Presumably a sufficiently advanced alien species would understand the potential consequences of their communications, so would they still do it, or would they clam up and fall silent - neither wanting to damage other races, or risk being damaged themselves? For the sake of argument I'd propose that their best strategy would be to build an automated communications system, designed to engage any species unlucky enough to catch its whispers - but to never report back to the builders. This machine would be their meme-armor. It would effectively dispose of other civilizations in cases where the exchanged memes were bad, and keep the others guessing - perhaps it would even feign cultural collapse, to divert attention elsewhere. The clever aliens could go about their happy lives, having either wiped out annoyingly talkative neighbors, or seemingly dropped off the map.

..................

Intelligent Life: Exhibit A

It really must be in the water, or perhaps it's the 50th anniversary of SETI. Yet again I've found myself in recent days trying to answer questions about whether or not there's intelligent life elsewhere in the universe. Yet again I find myself in the role of sourpuss, or is that skeptic ? One item that actually helped focus this for me was another question on how aliens might show up brandishing their weapons and licking their lip-like-features, before squishing humanity.

 

Let's just go through this. Do I think there's life - recognizably familiar, reproducing, information carrying arrangements of molecules - elsewhere in the universe? I think there's an awfully good chance (but this is not a statistically robust statement). Do I think any of it's "intelligent", like wot we are? Well, I think the odds are far worse, but given the size of the universe then sure, it just may be tucked away somewhere we'll never, ever, know about. So, on the face of it this kind of kills the notion of the mother-ship arriving over suburbia and hordes of iPhone wielding creatures texting us into submission. Except...well, except that there's another way to look at things.

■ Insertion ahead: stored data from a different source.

//! Rendering collaborators.
//!
//! A [`Renderer`] turns a finished [`GraphDescription`] into the bytes of
//! one artifact. Layout and drawing are left entirely to the renderer; the
//! only contract is the shape of the description.
//!
//! - [`JsonRenderer`] - serializes a structural [`export`](crate::export())
//! - [`GraphvizRenderer`] - DOT source, or PNG/SVG through the `dot`
//!   executable (requires the `graphviz` feature)

mod json;

#[cfg(feature = "graphviz")]
mod graphviz;

pub use json::JsonRenderer;

#[cfg(feature = "graphviz")]
pub use graphviz::GraphvizRenderer;

use std::{
    io::Write,
    path::{Path, PathBuf},
};

use log::{debug, info};

use topograph_core::semantic::GraphDescription;

use crate::{
    config::{OutputFormat, StyleConfig},
    error::TopographError,
    export::ExportFormat,
};

/// Produces an artifact from a finished graph.
pub trait Renderer {
    /// Renders `graph` to the bytes of one artifact.
    ///
    /// # Errors
    ///
    /// Returns [`TopographError::Render`] if the underlying tool fails.
    fn render(&self, graph: &GraphDescription) -> Result<Vec<u8>, TopographError>;

    /// The output format this renderer produces.
    fn format(&self) -> OutputFormat;
}

/// Creates the renderer for `format`.
///
/// # Errors
///
/// Returns [`TopographError::Config`] if the style configuration is invalid
/// or the format requires the `graphviz` feature and it is disabled.
pub fn renderer_for(
    format: OutputFormat,
    style: &StyleConfig,
) -> Result<Box<dyn Renderer>, TopographError> {
    let renderer: Box<dyn Renderer> = match format {
        OutputFormat::JsonTree => Box::new(JsonRenderer::new(ExportFormat::Tree)),
        OutputFormat::JsonEdges => Box::new(JsonRenderer::new(ExportFormat::AdjacencyList)),
        #[cfg(feature = "graphviz")]
        OutputFormat::Png | OutputFormat::Svg | OutputFormat::Dot => {
            Box::new(GraphvizRenderer::new(format, style)?)
        }
        #[cfg(not(feature = "graphviz"))]
        OutputFormat::Png | OutputFormat::Svg | OutputFormat::Dot => {
            let _ = style;
            return Err(TopographError::Config(format!(
                "output format `{format}` requires the `graphviz` feature"
            )));
        }
    };
    debug!(format:? = format; "Renderer selected");
    Ok(renderer)
}

/// Derives an artifact file name from a graph title: whitespace-separated
/// words joined with `_`, lowercased, plus the format extension.
///
/// ```
/// # use topograph::{config::OutputFormat, render::default_file_name};
/// let name = default_file_name("AWS EKS  Architecture", OutputFormat::Png);
/// assert_eq!(name.to_str(), Some("aws_eks_architecture.png"));
/// ```
pub fn default_file_name(title: &str, format: OutputFormat) -> PathBuf {
    let stem = title
        .split_whitespace()
        .collect::<Vec<_>>()
        .join("_")
        .to_lowercase();
    let stem = if stem.is_empty() {
        "diagram".to_string()
    } else {
        stem
    };
    PathBuf::from(format!("{stem}.{}", format.extension()))
}

/// Writes `bytes` to `path` through a temporary file in the same
/// directory, so a failed write never leaves a partial artifact.
///
/// # Errors
///
/// Returns [`TopographError::Io`] if the file cannot be written or moved
/// into place.
pub fn write_artifact(path: impl AsRef<Path>, bytes: &[u8]) -> Result<(), TopographError> {
    let path = path.as_ref();
    let dir = path
        .parent()
        .filter(|parent| !parent.as_os_str().is_empty())
        .unwrap_or_else(|| Path::new("."));

    let mut file = tempfile::NamedTempFile::new_in(dir)?;
    file.write_all(bytes)?;
    file.flush()?;
    file.persist(path).map_err(|err| err.error)?;

    info!(path = path.display().to_string(), bytes = bytes.len(); "Artifact written");
    Ok(())
}

#[cfg(test)]
mod tests {
    use std::fs;

    use super::*;

    #[test]
    fn test_default_file_name() {
        assert_eq!(
            default_file_name("AWS EKS Kubernetes Terraform Architecture", OutputFormat::Png),
            PathBuf::from("aws_eks_kubernetes_terraform_architecture.png")
        );
        assert_eq!(
            default_file_name("Edges", OutputFormat::JsonEdges),
            PathBuf::from("edges.json")
        );
        assert_eq!(
            default_file_name("   ", OutputFormat::Dot),
            PathBuf::from("diagram.dot")
        );
    }

    #[test]
    fn test_write_artifact() {
        let dir = tempfile::tempdir().unwrap();
        let path = dir.path().join("out.json");

        write_artifact(&path, b"{}").unwrap();
        assert_eq!(fs::read_to_string(&path).unwrap(), "{}");

        write_artifact(&path, b"[]").unwrap();
        assert_eq!(fs::read_to_string(&path).unwrap(), "[]");
        assert_eq!(fs::read_dir(dir.path()).unwrap().count(), 1);
    }

    #[test]
    fn test_write_artifact_missing_directory() {
        let dir = tempfile::tempdir().unwrap();
        let path = dir.path().join("missing").join("out.json");

        let err = write_artifact(&path, b"{}").unwrap_err();
        assert!(matches!(err, TopographError::Io(_)));
    }

    #[test]
    fn test_json_renderers_always_available() {
        let style = StyleConfig::default();

        let tree = renderer_for(OutputFormat::JsonTree, &style).unwrap();
        assert_eq!(tree.format(), OutputFormat::JsonTree);

        let edges = renderer_for(OutputFormat::JsonEdges, &style).unwrap();
        assert_eq!(edges.format(), OutputFormat::JsonEdges);
    }
}
impl<'b> GraphSession<'b> {
    pub(crate) fn new(open_flag: &'b Cell<bool>, title: String, direction: Direction) -> Self {
        Self {
            open_flag,
            title,
            direction,
            root: Vec::new(),
            stack: Vec::new(),
            edges: Vec::new(),
            registry: Registry::default(),
            anonymous_clusters: 0,
        }
    }

    pub fn title(&self) -> &str {
        &self.title
    }

    pub fn direction(&self) -> Direction {
        self.direction
    }

    /// Returns how many cluster scopes are currently open.
    pub fn depth(&self) -> usize {
        self.stack.len()
    }

    /// Returns the number of nodes registered so far.
    pub fn nodes_count(&self) -> usize {
        self.registry.count(EntityKind::Node)
    }

    /// Returns the number of edge declarations registered so far.
    pub fn edges_count(&self) -> usize {
        self.edges.len()
    }

    /// Returns `true` if `id` names a node or cluster declared in this session.
    pub fn is_declared(&self, id: impl Into<Id>) -> bool {
        self.registry.contains(id.into())
    }

    /// Opens a cluster with a generated identifier and returns a guard that
    /// closes it when dropped.
    ///
    /// # Examples
    ///
    /// ```
    /// use topograph::{DiagramBuilder, semantic::Direction};
    ///
    /// let builder = DiagramBuilder::default();
    /// let mut session = builder.begin_graph("Example", Direction::TopToBottom).unwrap();
    /// {
    ///     let mut vpc = session.begin_cluster("VPC").unwrap();
    ///     vpc.add_node("alb", "Load Balancer", "aws.network").unwrap();
    /// }
    /// let graph = session.end_graph().unwrap();
    /// assert_eq!(graph.children().len(), 1);
    /// ```
    pub fn begin_cluster(
        &mut self,
        label: impl Into<String>,
    ) -> Result<ClusterScope<'_, 'b>, TopographError> {
        let cluster = self.open_cluster(label)?;
        Ok(ClusterScope::new(self, cluster))
    }

    /// Like [`GraphSession::begin_cluster`] with a caller-chosen identifier.
    ///
    /// # Errors
    ///
    /// Same as [`GraphSession::open_cluster_with_id`].
    pub fn begin_cluster_with_id(
        &mut self,
        id: impl Into<Id>,
        label: impl Into<String>,
    ) -> Result<ClusterScope<'_, 'b>, TopographError> {
        let cluster = self.open_cluster_with_id(id, label)?;
        Ok(ClusterScope::new(self, cluster))
    }

    /// Opens a cluster with a generated identifier without a guard.
    ///
    /// The caller must pass the returned handle to
    /// [`GraphSession::close_cluster`].
    pub fn open_cluster(&mut self, label: impl Into<String>) -> Result<ClusterRef, TopographError> {
        let parent = self.stack.last().map(|frame| frame.path);
        let id = self
            .registry
            .register_generated(&mut self.anonymous_clusters, |id| {
                parent.map_or(id, |parent| parent.create_nested(id))
            });

        Ok(self.push_frame(id, label.into()))
    }

    /// Opens a cluster with a caller-chosen identifier without a guard.
    ///
    /// # Errors
    ///
    /// - [`TopographError::InvalidId`] if `id` is empty or contains `::`.
    /// - [`TopographError::DuplicateId`] if `id` is already declared.
    pub fn open_cluster_with_id(
        &mut self,
        id: impl Into<Id>,
        label: impl Into<String>,
    ) -> Result<ClusterRef, TopographError> {
        let id = id.into();
        let path = self.qualify(id);
        self.registry.register(id, EntityKind::Cluster, path)?;

        Ok(self.push_frame(id, label.into()))
    }

    /// Seals the innermost open cluster and attaches it to its parent.
    ///
    /// # Errors
    ///
    /// Returns [`TopographError::State`] if `cluster` is not the innermost
    /// open cluster.
    pub fn close_cluster(&mut self, cluster: ClusterRef) -> Result<(), TopographError> {
        let is_innermost = self
            .stack
            .last()
            .is_some_and(|frame| frame.id == cluster.id && self.stack.len() == cluster.depth);
        if !is_innermost {
            return Err(TopographError::state(format!(
                "cluster `{}` is not the innermost open cluster",
                cluster.id
            )));
        }

        let Some(frame) = self.stack.pop() else {
            return Err(TopographError::state("no cluster is open"));
        };
        let sealed = Cluster::new(frame.id, frame.label, frame.children);
        debug!(id = sealed.id().to_string(), children = sealed.children().len(); "Cluster closed");
        self.push_child(sealed.into());

        Ok(())
    }

    /// Registers a node in the innermost open scope.
    ///
    /// # Errors
    ///
    /// - [`TopographError::InvalidId`] if `id` is empty or contains `::`.
    /// - [`TopographError::DuplicateId`] if `id` is already declared
    ///   anywhere in the graph.
    pub fn add_node(
        &mut self,
        id: impl Into<Id>,
        label: impl Into<String>,
        category: impl Into<String>,
    ) -> Result<NodeRef, TopographError> {
        let id = id.into();
        let path = self.qualify(id);
        self.registry.register(id, EntityKind::Node, path)?;

        let node = Node::new(id, label, category);
        debug!(id = id.to_string(), path = path.to_string(), category = node.category(); "Node added");
        self.push_child(node.into());

        Ok(NodeRef::new(id))
    }

    /// Registers an edge from every source to every destination.
    ///
    /// All references are checked before anything is recorded, so a failed
    /// call leaves the session unchanged.
    ///
    /// # Errors
    ///
    /// - [`TopographError::InvalidEdge`] if either side is empty.
    /// - [`TopographError::Reference`] if a reference is not a declared node.
    pub fn add_edge<S, D>(
        &mut self,
        sources: S,
        destinations: D,
        label: Option<&str>,
    ) -> Result<(), TopographError>
    where
        S: IntoIterator,
        S::Item: Into<NodeRef>,
        D: IntoIterator,
        D::Item: Into<NodeRef>,
    {
        let sources = self.resolve_all(sources)?;
        let destinations = self.resolve_all(destinations)?;
        if sources.is_empty() || destinations.is_empty() {
            return Err(TopographError::InvalidEdge(
                "an edge needs at least one source and one destination".to_string(),
            ));
        }

        debug!(
            sources = sources.len(),
            destinations = destinations.len(),
            label:?;
            "Edge added"
        );
        self.edges
            .push(Edge::new(sources, destinations, label.map(str::to_owned)));

        Ok(())
    }

    /// Registers `a → b → c …` as consecutive one-to-one edges.
    ///
    /// The chain is validated as a whole: either every link is recorded or
    /// none is.
    ///
    /// # Errors
    ///
    /// - [`TopographError::InvalidEdge`] if fewer than two nodes are given.
    /// - [`TopographError::Reference`] if a reference is not a declared node.
    pub fn add_chain<I>(&mut self, nodes: I, label: Option<&str>) -> Result<(), TopographError>
    where
        I: IntoIterator,
        I::Item: Into<NodeRef>,
    {
        let nodes = self.resolve_all(nodes)?;
        if nodes.len() < 2 {
            return Err(TopographError::InvalidEdge(
                "a chain needs at least two nodes".to_string(),
            ));
        }

        for link in nodes.windows(2) {
            self.edges.push(Edge::new(
                vec![link[0]],
                vec![link[1]],
                label.map(str::to_owned),
            ));
        }
        debug!(links = nodes.len() - 1; "Chain added");

        Ok(())
    }

    /// Closes the root scope and returns the finished graph.
    ///
    /// # Errors
    ///
    /// Returns [`TopographError::State`] if any cluster scope is still open.
    pub fn end_graph(mut self) -> Result<GraphDescription, TopographError> {
        if let Some(frame) = self.stack.last() {
            return Err(TopographError::state(format!(
                "cannot end graph `{}`: {} cluster(s) still open, innermost is `{}`",
                self.title,
                self.stack.len(),
                frame.id
            )));
        }

        let graph = GraphDescription::new(
            mem::take(&mut self.title),
            self.direction,
            mem::take(&mut self.root),
            mem::take(&mut self.edges),
        )?;
        info!(
            title = graph.title(),
            nodes = self.registry.count(EntityKind::Node),
            edges = graph.edges().len();
            "Graph ended"
        );
        trace!(graph:?; "Graph description");

        Ok(graph)
    }

    fn qualify(&self, id: Id) -> Id {
        match self.stack.last() {
            Some(parent) => parent.path.create_nested(id),
            None => id,
        }
    }

    fn push_frame(&mut self, id: Id, label: String) -> ClusterRef {
        let path = self.qualify(id);
        self.stack.push(Frame {
            id,
            label,
            path,
            children: Vec::new(),
        });
        debug!(id = id.to_string(), depth = self.stack.len(); "Cluster opened");

        ClusterRef {
            id,
            depth: self.stack.len(),
        }
    }

    fn push_child(&mut self, child: Child) {
        match self.stack.last_mut() {
            Some(parent) => parent.children.push(child),
            None => self.root.push(child),
        }
    }

    fn resolve_all<I>(&self, refs: I) -> Result<Vec<Id>, TopographError>
    where
        I: IntoIterator,
        I::Item: Into<NodeRef>,
    {
        refs.into_iter()
            .map(|node_ref| {
                let id = node_ref.into().id();
                self.registry.resolve_node(id).map(|_| id)
            })
            .collect()
    }
}

impl Drop for GraphSession<'_> {
    fn drop(&mut self) {
        self.open_flag.set(false);
    }
}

I'll start by saying that I know this is not an original idea. Let's take the history of life on Earth. Intelligence - in the form of machine creating, modeling, mathematically fixated organisms - has not played a big role over the past 4 billion years. Dinosaurs were fabulously successful as a type of life, a hundred million years of romping (plus all the chickens running around today), extraordinary adaptations and variations...but not a wheel, differential equation, or moon shot in sight. Humans, by really all measures, are freakish - an extraordinary and wonderful oddity. This doesn't even begin to address the issue of the microbes, ancient and incredible terraformers and survivors, but no intelligence in the way we define it.

Given all of that, I think in-the-incredibly-unlikely-event that aliens show up on our doorstep they will be no smarter than your average jellyfish. They will not have built spaceships, at least not the way we think about spaceships, with flush toilets. They might have built some kind of structure to carry them through space, much in the same way that ants build a nest, or hermit crabs snag a nice shell, but they won't be doing this as an outcome of design review, they'll be doing it instinctively. These will be organisms that have evolved to treat space much like we treat the oceans. Sailing, drifting, or zooming, when they find a useful resource (if they need such things) they make planetfall and set to work, maybe like locusts, or maybe less destructively.

Is this crazy? Maybe, but less so than the other options. There are still significant physics problems. Assuming any such life originated on a planet, then climbing out of that gravity well is always going to be tough. Perhaps this filters out all but the tiniest organisms, lofted up to the exosphere, evaporated out into space. Or perhaps it filters out all but the oddities....

Obviously I should stop drinking the water.